• [What is needed]: Find the string "LedgerRpc" in the records and copy each line where it occurs.

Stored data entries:

------------------------------------------------

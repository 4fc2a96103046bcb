//! Client-side workflows for a Solana devnet dApp.
//!
//! Four independent workflows (airdrop, transfer, balance, message
//! signing) share one shape: validate input, build a request, hand it to
//! an external collaborator, and interpret the result as an [`Outcome`].
//! Collaborators are passed in explicitly:
//!
//! - [`LedgerRpc`]: balance, faucet, broadcast and confirmation
//!   ([`JsonRpcClient`] talks to a real node)
//! - [`WalletSession`] / [`MessageSigner`]: the connected wallet
//! - [`SignatureVerifier`]: checks message signatures ([`Ed25519Verifier`])
//!
//! No state survives between invocations and nothing is retried.

pub mod airdrop;
pub mod balance;
pub mod config;
pub mod error;
pub mod outcome;
pub mod request;
pub mod rpc;
pub mod session;
pub mod sign_message;
pub mod transfer;
pub mod validate;
pub mod verify;

#[cfg(test)]
mod test_support;

pub use airdrop::request_airdrop;
pub use balance::fetch_balance;
pub use config::{Cluster, Commitment, Config, RpcConfig};
pub use error::{ConfigError, TransportError, ValidationError, WorkflowError};
pub use outcome::{Artifact, Balance, Outcome};
pub use request::{AirdropRequest, MessagePayload, TransferRequest};
pub use rpc::{Confirmation, JsonRpcClient, LedgerRpc, RpcClientError};
pub use session::{MessageSigner, WalletSession};
pub use sign_message::sign_message;
pub use transfer::send_transfer;
pub use verify::{Ed25519Verifier, SignatureVerifier};

pub use chain_sol::Address;
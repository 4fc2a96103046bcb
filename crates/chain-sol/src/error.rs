use thiserror::Error;

/// Solana primitive errors.
#[derive(Debug, Error)]
pub enum SolError {
    #[error("invalid address: {0}")]
    InvalidAddress(String),

    #[error("invalid amount: {0}")]
    InvalidAmount(String),

    #[error("invalid signature: {0}")]
    InvalidSignature(String),

    #[error("transaction build error: {0}")]
    TransactionBuildError(String),

    #[error("serialization error: {0}")]
    SerializationError(String),
}
//! Balance lookup for the connected account.

use chain_sol::Address;

use crate::error::WorkflowError;
use crate::outcome::{Artifact, Balance, Outcome};
use crate::rpc::LedgerRpc;
use crate::validate::require_account;

/// Query the current balance of `account`.
///
/// A pure read: safe to call again at any time, and each call reflects the
/// ledger as of that call. Without an account nothing is queried.
pub async fn fetch_balance<R>(rpc: &R, account: Option<&Address>) -> Outcome
where
    R: LedgerRpc + ?Sized,
{
    let result = try_fetch_balance(rpc, account).await;
    if let Err(err) = &result {
        tracing::warn!(kind = err.kind(), reason = %err, "balance query failed");
    }
    result.into()
}

async fn try_fetch_balance<R>(rpc: &R, account: Option<&Address>) -> Result<Artifact, WorkflowError>
where
    R: LedgerRpc + ?Sized,
{
    let account = require_account(account)?;
    let lamports = rpc.get_balance(&account).await?;
    let balance = Balance::from_lamports(lamports);
    tracing::debug!(%account, lamports, "balance fetched");
    Ok(Artifact::Balance(balance))
}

------------------------------------------------

• [Task output]:
//! - [`LedgerRpc`]: balance, faucet, broadcast and confirmation
pub use rpc::{Confirmation, JsonRpcClient, LedgerRpc, RpcClientError};
use crate::rpc::LedgerRpc;
    R: LedgerRpc + ?Sized,
    R: LedgerRpc + ?Sized,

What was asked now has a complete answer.